Fake Marriage Box Set
“You'd better be a salsa-dancing señorita in the next life, or I swear I'm not taking you home again,” Jerry warned teasingly.
“I'll put in a word in with the Big One when I see him,” Betty told him.
I shook my head. “How did you get her back, then?” I asked Jerry, missing that part of the story. “After you found out she was…”
“Going steady with Mick Forrester,” Betty said primly. “He thought he could just come around and ask me on a date. I told him no.”
“So, I went to her father instead and told him I was going to marry his daughter and told him all about my university degree and how I was going to one day become a famous engineer,” Jerry finished.
I raised my eyebrows at him. “And that worked?” I asked.
“Of course not,” Betty said exasperatedly. “He was going to have to win me over, not my father.”
“So, one day, when she was out swimming in the lake with a few of her girlfriends, I stole all her clothes. I told her that I wouldn't give them back unless she gave me a kiss and swore she'd never go near Mick Forrester again for the rest of her life,” Jerry said, shrugging, a wicked gleam in his eye.
I blinked at him. “And that worked?”
“Of course it did,” Betty said, giggling like a schoolgirl, as though the event in question had just happened yesterday, rather than fifty-some years ago. “I always appreciated a man who was bold.”
“Anyway, I relented on the thing about never going near Mick Forrester,” Jerry said. “He was the best man at our wedding, and he and his eventual wife Mindy were our best tennis partners for years and years. He and I still hang out together at our country club and shoot the shit.”
I laughed. “It was a happy ending all around, it sounds like.”
“Life is always a happy ending if you're willing to let things happen the way that they're supposed to,” Betty said, a strange note in her voice. “When Jerry broke up with me, I thought I'd die. And when I met Mick, I knew that I didn't love him, but I managed to convince myself things were going to be fine anyway. But when you love somebody…”
“You just know it,” Jerry said, his voice gone a little husky. He dashed a tear out of one eye, looking adoringly down at his wife and squeezing her hand. “If I had lost this little lady here? That would have been the worst mistake of my life.”
I thought about my relationship with Lino and then my relationship with Christian. I could see elements of their relationship in both of those relationships that I'd had, but when it came down to it, if I had to lose one or the other, I didn't want to lose Christian.
“What about you, sweetheart?” Jerry asked me, as though sensing the introspective turn of my thoughts.

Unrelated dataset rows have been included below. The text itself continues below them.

use audittrail_domain::AuditTrailCategoryDescriptor;

/// Source of event descriptors for one category.
pub trait AuditTrailEventProvider: Send + Sync {
    /// Describes the category and its events.
    fn describe(&self) -> AuditTrailCategoryDescriptor;
}

/// Describes content lifecycle events.
#[derive(Debug, Clone, Copy, Default)]
pub struct ContentAuditTrailEventProvider;

impl AuditTrailEventProvider for ContentAuditTrailEventProvider {
    fn describe(&self) -> AuditTrailCategoryDescriptor {
        AuditTrailCategoryDescriptor::new("content", "Content")
            .with_event("created", "Created", Some("A content item was created."))
            .with_event("updated", "Updated", Some("A content item was updated."))
            .with_event("published", "Published", Some("A content item was published."))
            .with_event(
                "unpublished",
                "Unpublished",
                Some("A content item was unpublished."),
            )
            .with_event("removed", "Removed", Some("A content item was deleted."))
            .with_event("cloned", "Cloned", Some("A content item was cloned."))
            .with_event(
                "restored",
                "Restored",
                Some("A content item was restored to a previous version."),
            )
    }
}

/// Describes user account and sign-in events.
#[derive(Debug, Clone, Copy, Default)]
pub struct UserAuditTrailEventProvider;

impl AuditTrailEventProvider for UserAuditTrailEventProvider {
    fn describe(&self) -> AuditTrailCategoryDescriptor {
        AuditTrailCategoryDescriptor::new("user", "User")
            .with_event("logged_in", "Logged in", Some("A user was successfully logged in."))
            .with_event_flags(
                "log_in_failed",
                "Login failed",
                Some("An attempt to log in failed due to incorrect credentials."),
                true,
                true,
            )
            .with_event("created", "Created", Some("A user was created."))
            .with_event("updated", "Updated", Some("A user was updated."))
            .with_event("deleted", "Deleted", Some("A user was deleted."))
            .with_event("enabled", "Enabled", Some("A user was enabled."))
            .with_event("disabled", "Disabled", Some("A user was disabled."))
            .with_event_flags(
                "password_reset",
                "Password reset",
                Some("A user successfully reset the password."),
                false,
                false,
            )
    }
}

/// Returns the providers registered by default.
#[must_use]
pub fn default_event_providers() -> Vec<Box<dyn AuditTrailEventProvider>> {
    vec![
        Box::new(ContentAuditTrailEventProvider),
        Box::new(UserAuditTrailEventProvider),
    ]
}
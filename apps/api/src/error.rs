use axum::Json;
use axum::http::StatusCode;
use axum::response::{IntoResponse, Response};
use audittrail_core::AppError;
use serde::Serialize;
use tracing::error;
use ts_rs::TS;

/// API error payload.
#[derive(Debug, Serialize, TS)]
#[ts(
    export,
    export_to = "../../../packages/api-types/src/generated/error-response.ts"
)]
pub struct ErrorResponse {
    message: String,
}

/// HTTP API error wrapper around core application errors.
#[derive(Debug)]
pub struct ApiError(pub AppError);

impl From<AppError> for ApiError {
    fn from(value: AppError) -> Self {
        Self(value)
    }
}

impl ApiError {
    /// Returns the HTTP status for the wrapped error.
    pub fn status(&self) -> StatusCode {
        match self.0 {
            AppError::Validation(_) => StatusCode::BAD_REQUEST,
            AppError::NotFound(_) => StatusCode::NOT_FOUND,
            AppError::Conflict(_) => StatusCode::CONFLICT,
            AppError::Unauthorized(_) => StatusCode::UNAUTHORIZED,
            AppError::Forbidden(_) => StatusCode::FORBIDDEN,
            AppError::Internal(_) => StatusCode::INTERNAL_SERVER_ERROR,
        }
    }
}

impl IntoResponse for ApiError {
    fn into_response(self) -> Response {
        let status = self.status();

        // Collaborator faults are logged in full but not echoed to callers.
        let message = match &self.0 {
            AppError::Internal(detail) => {
                error!(%detail, "request failed");
                "internal error".to_owned()
            }
            other => other.to_string(),
        };

        (status, Json(ErrorResponse { message })).into_response()
    }
}

/// Standard API result type.
pub type ApiResult<T> = Result<T, ApiError>;
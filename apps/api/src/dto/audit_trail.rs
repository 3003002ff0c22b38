mod conversions;
mod types;

pub use types::{AuditTrailDetailResponse, AuditTrailViewResponse};
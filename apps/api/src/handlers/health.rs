use axum::Json;
use axum::extract::State;
use axum::http::StatusCode;

use tracing::error;

use crate::dto::HealthResponse;
use crate::state::AppState;

const POSTGRES_UNAVAILABLE: &str = "postgres is unavailable";

pub async fn health_handler(State(state): State<AppState>) -> (StatusCode, Json<HealthResponse>) {
    let Some(pool) = state.postgres_pool else {
        return (
            StatusCode::OK,
            Json(HealthResponse {
                status: "ok",
                postgres: "disabled",
                detail: None,
            }),
        );
    };

    match sqlx::query_scalar::<_, i32>("SELECT 1").fetch_one(&pool).await {
        Ok(_) => (
            StatusCode::OK,
            Json(HealthResponse {
                status: "ok",
                postgres: "ok",
                detail: None,
            }),
        ),
        Err(error) => {
            error!(%error, "postgres health check failed");
            (
                StatusCode::SERVICE_UNAVAILABLE,
                Json(HealthResponse {
                    status: "degraded",
                    postgres: "error",
                    detail: Some(POSTGRES_UNAVAILABLE.to_owned()),
                }),
            )
        }
    }
}
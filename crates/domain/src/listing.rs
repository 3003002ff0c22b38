use std::str::FromStr;

use crate::{AuditTrailFilters, AuditTrailOrderBy, FilterValidation, PagerParameters};

/// Paging, ordering and filters bound from one listing query string.
///
/// Malformed paging or ordering values never reject the request. They are
/// recorded in `validation` and replaced by the defaults.
#[derive(Debug, Clone, Default, PartialEq, Eq)]
pub struct AuditTrailListingQuery {
    /// Paging values that parsed.
    pub pager_parameters: PagerParameters,
    /// Requested order when it parsed.
    pub order_by: Option<AuditTrailOrderBy>,
    /// Filter pairs.
    pub filters: AuditTrailFilters,
    /// Errors for paging and ordering values.
    pub validation: FilterValidation,
}

impl AuditTrailListingQuery {
    /// Parses a raw `application/x-www-form-urlencoded` query string.
    ///
    /// The first non-empty value of `page`, `page_size` and `order_by` is used.
    #[must_use]
    pub fn from_query(raw_query: Option<&str>) -> Self {
        let mut validation = FilterValidation::default();
        let mut page = None;
        let mut page_size = None;
        let mut order_by = None;

        for (key, value) in raw_query
            .map(|query| url::form_urlencoded::parse(query.trim_start_matches('?').as_bytes()))
            .into_iter()
            .flatten()
        {
            let value = value.trim();
            if value.is_empty() {
                continue;
            }

            let slot = match &*key {
                "page" => &mut page,
                "page_size" => &mut page_size,
                "order_by" => &mut order_by,
                _ => continue,
            };
            if slot.is_none() {
                *slot = Some(value.to_owned());
            }
        }

        Self {
            pager_parameters: PagerParameters {
                page: page.and_then(|value| bind_count("page", &value, &mut validation)),
                page_size: page_size
                    .and_then(|value| bind_count("page_size", &value, &mut validation)),
            },
            order_by: order_by.and_then(|value| match AuditTrailOrderBy::from_str(&value) {
                Ok(order_by) => Some(order_by),
                Err(_) => {
                    validation.add("order_by", format!("'{value}' is not a known order"));
                    None
                }
            }),
            filters: AuditTrailFilters::from_query(raw_query),
            validation,
        }
    }
}

fn bind_count(key: &str, value: &str, validation: &mut FilterValidation) -> Option<u32> {
    match value.parse::<u32>() {
        Ok(count) => Some(count),
        Err(_) => {
            validation.add(key, format!("'{value}' is not a valid number"));
            None
        }
    }
}

#[cfg(test)]
mod tests {
    use super::AuditTrailListingQuery;
    use crate::AuditTrailOrderBy;

    #[test]
    fn empty_paging_values_count_as_absent() {
        let query = AuditTrailListingQuery::from_query(Some("page=&page_size=&category=content"));

        assert!(query.validation.is_valid());
        assert_eq!(query.pager_parameters.page, None);
        assert_eq!(query.pager_parameters.page_size, None);
        assert_eq!(query.filters.first("category"), Some("content"));
    }

    #[test]
    fn malformed_values_are_recorded_and_defaulted() {
        let query = AuditTrailListingQuery::from_query(Some(
            "page=abc&page_size=-3&order_by=sideways&user_name=alice",
        ));

        let keys: Vec<&str> = query
            .validation
            .errors()
            .iter()
            .map(|error| error.key.as_str())
            .collect();
        assert_eq!(keys, vec!["page", "page_size", "order_by"]);
        assert_eq!(query.pager_parameters.page, None);
        assert_eq!(query.order_by, None);
        assert_eq!(query.filters.first("user_name"), Some("alice"));
    }

    #[test]
    fn valid_values_are_bound() {
        let query =
            AuditTrailListingQuery::from_query(Some("?page=3&page_size=25&order_by=event_ascending"));

        assert!(query.validation.is_valid());
        assert_eq!(query.pager_parameters.page, Some(3));
        assert_eq!(query.pager_parameters.page_size, Some(25));
        assert_eq!(query.order_by, Some(AuditTrailOrderBy::EventAscending));
        assert!(query.filters.is_empty());
    }
}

“I thought I had lost my man,” I said, tripping a little over calling Christian
mine. We hadn't defined exactly what we were doing still. It was enough that he was there in Hawaii and living with me. The whole communal living thing was more from practicality's sake than anything else. There was no reason he should be paying to stay at a resort when I had a perfectly good guest bedroom that he could take over. We ended up sharing a bed most nights anyway.
“What did that rascal do?” Betty asked.
I sighed. “He had a job back in New York, and he was supposed to go back to it,” I told her. “I knew that from the start, but for some reason, I didn't think about it all. By the time we had to think about it, it was time for him to go, and we got into a fight.”
“But you didn't lose him?” Jerry asked.
“No,” I said, smiling a little. “He came back. He quit his job in New York, and he's moved down to Hawaii to be with me.”
“Now that's a good story,” Betty said. “I don't know too many guys who could figure out their feelings well enough to move across the country to be with a woman. At least in my time, we women were stuck following our men around, wherever they wanted to be.”
“You didn't follow me anywhere, you cow,” Jerry said, rolling his eyes. “I had to follow you to Missouri when your mother got sick; don't you remember that?”
Betty laughed. “That was my mother,” she said. “I had to go help out. You know that.”
“And I had to live in Missouri,” Jerry said with a bit of a shudder. He turned to face me. “Don't ever let him convince you to leave Hawaii, dear. Next thing you know, you'll be living on a cow farm in the middle of nowhere.”
“Oh, pish,” Betty said. “It was six months, not an eternity. And you liked those cows, don't try to tell me that you didn't!”
As enjoyable as their bantering was, the appointment was over soon. I walked the two of them out, thanking them for coming in. I paused at the doorway, seeing Christian standing there with flowers. Betty paused as well, eyeing Christian shrewdly. Then, she shook her head, looking back at me over her shoulder. “If you've gone and convinced this handsome young man to quit his job and move across the country for you, I'm convinced that you're a witch,” she told me. “Whatever spell you've got him under, you could make a fortune selling charms to do half of what you did.”
Christian stared at her for a moment in shock and then burst out laughing. “That's exactly what it is,” he told Betty, nodding. “She's got me spelled.” He grinned at me, holding out some daffodils toward me. “I was just wondering if I could take you out to lunch.”
“You hear that, Jerry?” Betty said to her husband as the two of them walked off. “Why don't you ever take me out to lunch?”